The ‘Antigone’ awakening: How an ancient Greek tragedy is defining Off-Broadway this spring
The shows The Other Place and Antigone (This Play I Read in High School) are reimagining Sophocles's play to explore civil disobedience, family trauma, and justice for today.
Summary
- Two Off-Broadway plays are reimagining the classic Greek tragedy Antigone in spring 2026
- The original Antigone play follows a woman who defies the law to bury her exiled brother
- The cast and creative teams of the plays The Other Place and Antigone (This Play I Read in High School) discuss the lasting resonance of the Antigone story
NYC is currently having a Greek-tragedy revival that suggests our contemporary world is looking for answers in the ancient past. Following a high-profile production of Sophocles's Oedipus on Broadway, the city’s Off-Broadway theatres are turning their attention to that ill-fated king’s daughter, Antigone.

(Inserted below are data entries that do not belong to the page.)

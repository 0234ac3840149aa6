//! Layer 3: Algorithms
//!
//! # Purpose
//!
//! The residual evaluation itself, one grid cell at a time:
//! - Distance classification into sigma bins
//! - Per-amplitude temporal fit
//! - Bin accumulation and cell normalization
//!
//! # Architecture
//!
//! ```text
//! Layer 6: API
//!   ↓
//! Layer 5: Adapters
//!   ↓
//! Layer 4: Engine
//!   ↓
//! Layer 3: Algorithms ← You are here
//!   ↓
//! Layer 2: Math
//!   ↓
//! Layer 1: Primitives
//! ```

/// Single-cell evaluation and normalization.
pub mod cell;

/// Distance classification.
pub mod classification;

/// Temporal fit.
pub mod temporal;
//! Scaled per-sample residual.
//!
//! ## Purpose
//!
//! This module computes the normalized discrepancy between one modeled and one
//! observed displacement:
//!
//! ```text
//! r = min(1, |fit - obs| / max(|fit|, |obs|))
//! ```
//!
//! The ratio is relative to the larger magnitude, so it is scale-free and
//! saturates at 1 once the two values differ by as much as the larger one
//! (in particular whenever they have opposite signs).
//!
//! ## Key concepts
//!
//! * **Zero/zero**: when both values are exactly zero the quotient is 0/0.
//!   `ZeroResidualPolicy` decides what that sample contributes.
//!
//! ## Invariants
//!
//! * For finite inputs that are not both zero, `r` is in [0, 1].
//! * A NaN displacement always yields NaN, regardless of policy.
//! * An infinite displacement against a finite fit yields NaN (inf/inf).

// External dependencies
use num_traits::Float;

/// Residual assigned to a sample whose modeled and observed values are both zero.
#[derive(Debug, Clone, Copy, PartialEq, Eq, Default)]
#[cfg_attr(feature = "serde", derive(serde::Serialize, serde::Deserialize))]
pub enum ZeroResidualPolicy {
    /// Two exact zeros are a perfect match: residual 0.
    #[default]
    Zero,

    /// Keep the undefined 0/0 quotient as NaN and let it reach the output.
    Propagate,
}

/// Scaled residual between a modeled and an observed value.
#[inline]
pub fn scaled_residual<T: Float>(fit: T, obs: T, policy: ZeroResidualPolicy) -> T {
    let diff = (fit - obs).abs();
    if diff.is_nan() {
        return diff;
    }

    let scale = fit.abs().max(obs.abs());
    if scale == T::zero() {
        return match policy {
            ZeroResidualPolicy::Zero => T::zero(),
            ZeroResidualPolicy::Propagate => T::nan(),
        };
    }

    // inf/inf stays NaN, never clamped
    let ratio = diff / scale;
    if ratio.is_nan() || ratio < T::one() {
        ratio
    } else {
        T::one()
    }
}
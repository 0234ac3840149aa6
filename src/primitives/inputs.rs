//! Borrowed views over the evaluator's inputs.
//!
//! ## Purpose
//!
//! The evaluator reads caller-owned flat buffers and never copies them. This
//! module wraps those buffers in small borrowed views: the observation set
//! (coordinates, time axis, displacement matrix) and the four candidate axes.
//!
//! ## Key concepts
//!
//! * **Displacement layout**: the `T x N` matrix is either series-major
//!   (`d[k + i*T]`, column-major, each observation's series contiguous) or
//!   time-major (`d[k*N + i]`, row-major).
//!
//! ## Invariants
//!
//! * Views perform no validation; shape consistency is established by
//!   `engine::validator` before the kernel runs.

// External dependencies
use core::iter::{Copied, StepBy};
use core::slice::Iter;

// Internal dependencies
use crate::primitives::layout::GridShape;

// ============================================================================
// Displacement Matrix
// ============================================================================

/// Storage order of the displacement matrix.
#[derive(Debug, Clone, Copy, PartialEq, Eq, Default)]
#[cfg_attr(feature = "serde", derive(serde::Serialize, serde::Deserialize))]
pub enum DisplacementLayout {
    /// Column-major: `d[k + i*T]`. Each observation's series is contiguous.
    #[default]
    SeriesMajor,

    /// Row-major: `d[k*N + i]`. Each time sample's snapshot is contiguous.
    TimeMajor,
}

/// Read-only view of the `T x N` displacement matrix.
#[derive(Debug, Clone, Copy)]
pub struct Displacements<'a, T> {
    data: &'a [T],
    times: usize,
    points: usize,
    layout: DisplacementLayout,
}

impl<'a, T: Copy> Displacements<'a, T> {
    /// Wrap a flat buffer of `times * points` values.
    pub fn new(data: &'a [T], times: usize, points: usize, layout: DisplacementLayout) -> Self {
        Self {
            data,
            times,
            points,
            layout,
        }
    }

    /// Time series of observation `i`, in time order.
    #[inline]
    pub fn series(&self, i: usize) -> StepBy<Copied<Iter<'a, T>>> {
        match self.layout {
            DisplacementLayout::SeriesMajor => {
                let start = i * self.times;
                self.data[start..start + self.times].iter().copied().step_by(1)
            }
            DisplacementLayout::TimeMajor => self.data[i..].iter().copied().step_by(self.points),
        }
    }
}

// ============================================================================
// Observation Set
// ============================================================================

/// Observation points with their displacement series.
#[derive(Debug, Clone, Copy)]
pub struct Observations<'a, T> {
    /// X coordinate per observation.
    pub x: &'a [T],
    /// Y coordinate per observation.
    pub y: &'a [T],
    /// Shared time axis (sample at t = 0 omitted by the caller).
    pub t: &'a [T],
    /// Displacement matrix.
    pub d: Displacements<'a, T>,
}

impl<'a, T: Copy> Observations<'a, T> {
    /// Bundle raw buffers into an observation view.
    pub fn new(x: &'a [T], y: &'a [T], t: &'a [T], d: &'a [T], layout: DisplacementLayout) -> Self {
        Self {
            x,
            y,
            t,
            d: Displacements::new(d, t.len(), x.len(), layout),
        }
    }

    /// Number of observation points.
    #[inline]
    pub fn len(&self) -> usize {
        self.x.len()
    }
}

// ============================================================================
// Candidate Axes
// ============================================================================

/// The four candidate-value axes spanning the search grid.
#[derive(Debug, Clone, Copy)]
pub struct CandidateAxes<'a, T> {
    /// Source X positions.
    pub x: &'a [T],
    /// Source Y positions.
    pub y: &'a [T],
    /// Spatial decay widths.
    pub sigma: &'a [T],
    /// Decay rates (applied with a negative sign).
    pub amplitude: &'a [T],
}

impl<T> CandidateAxes<'_, T> {
    /// Axis lengths.
    #[inline]
    pub fn shape(&self) -> GridShape {
        GridShape::new(
            self.x.len(),
            self.y.len(),
            self.sigma.len(),
            self.amplitude.len(),
        )
    }
}
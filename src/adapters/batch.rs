//! Batch adapter: the boundary around the evaluation kernel.
//!
//! ## Purpose
//!
//! This module provides the configured evaluator returned by the builder. Each
//! call to `evaluate` validates the observation buffers, allocates zeroed
//! output buffers with the downstream shapes, invokes the kernel exactly once
//! and hands back a `GridResult`.
//!
//! ## Design notes
//!
//! * **Processing**: Processes the entire candidate grid in a single call.
//! * **Delegation**: Delegates computation to the execution engine.
//! * **Generics**: Generic over `Float` types.
//!
//! ## Invariants
//!
//! * `x` and `y` have the same length N.
//! * The displacement buffer holds exactly `t.len() * N` values.
//! * Candidate axes were validated when the evaluator was built.
//!
//! ## Non-goals
//!
//! * This adapter keeps no state between calls.

// External dependencies
use num_traits::Float;

// Internal dependencies
use crate::engine::executor::{ExecutorConfig, GridExecutor};
use crate::engine::output::GridResult;
use crate::engine::validator::Validator;
use crate::primitives::errors::GridError;
use crate::primitives::inputs::{CandidateAxes, DisplacementLayout, Observations};

/// A validated, ready-to-run grid search.
#[derive(Debug, Clone)]
pub struct GridEvaluator<T> {
    pub(crate) x_axis: Vec<T>,
    pub(crate) y_axis: Vec<T>,
    pub(crate) sigma_axis: Vec<T>,
    pub(crate) amplitude_axis: Vec<T>,
    pub(crate) displacement_layout: DisplacementLayout,
    pub(crate) executor: GridExecutor,
}

impl<T: Float + Send + Sync> GridEvaluator<T> {
    /// Score every candidate against the observations.
    ///
    /// - `x`, `y`: observation coordinates (length N).
    /// - `t`: time samples (length T, without t = 0).
    /// - `d`: displacement matrix, `T * N` values in the configured layout.
    pub fn evaluate(&self, x: &[T], y: &[T], t: &[T], d: &[T]) -> Result<GridResult<T>, GridError> {
        Validator::validate_observations(x, y, t, d)?;

        let observations = Observations::new(x, y, t, d, self.displacement_layout);
        let axes = self.axes();
        let (accumulator, counts) = self.executor.run(observations, axes).into_parts();

        Ok(GridResult {
            accumulator,
            counts,
            shape: axes.shape(),
            x_axis: self.x_axis.clone(),
            y_axis: self.y_axis.clone(),
            sigma_axis: self.sigma_axis.clone(),
            amplitude_axis: self.amplitude_axis.clone(),
        })
    }

    /// Borrowed view of the configured candidate axes.
    pub fn axes(&self) -> CandidateAxes<'_, T> {
        CandidateAxes {
            x: &self.x_axis,
            y: &self.y_axis,
            sigma: &self.sigma_axis,
            amplitude: &self.amplitude_axis,
        }
    }

    /// Execution configuration.
    pub fn config(&self) -> &ExecutorConfig {
        self.executor.config()
    }
}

In the Sophocles play named for her, she willingly breaks the law by burying her exiled brother and sparks a fatal standoff between her conscience and the unyielding power of the state.
At The Shed, writer/director Alexander Zeldin stages the visceral, domestic Antigone reimagining The Other Place from January 31 to March 1, while The Public Theater is putting on Anna Ziegler’s Antigone (This Play I Read in High School), a self-aware take that connects the classroom and the state of current reproductive rights, from February 26 to March 22.
Though their approaches vary — one is a gritty family drama, the other an exploration of shifting timelines — both productions invite the same question: Why does Antigone remain a definitive story for our cultural moment? The answer, it seems, lies in the play’s unique ability to transform ancient expressions of grief into today’s call for clarity and compassion.

Antigone advocates for the power of unheard voices.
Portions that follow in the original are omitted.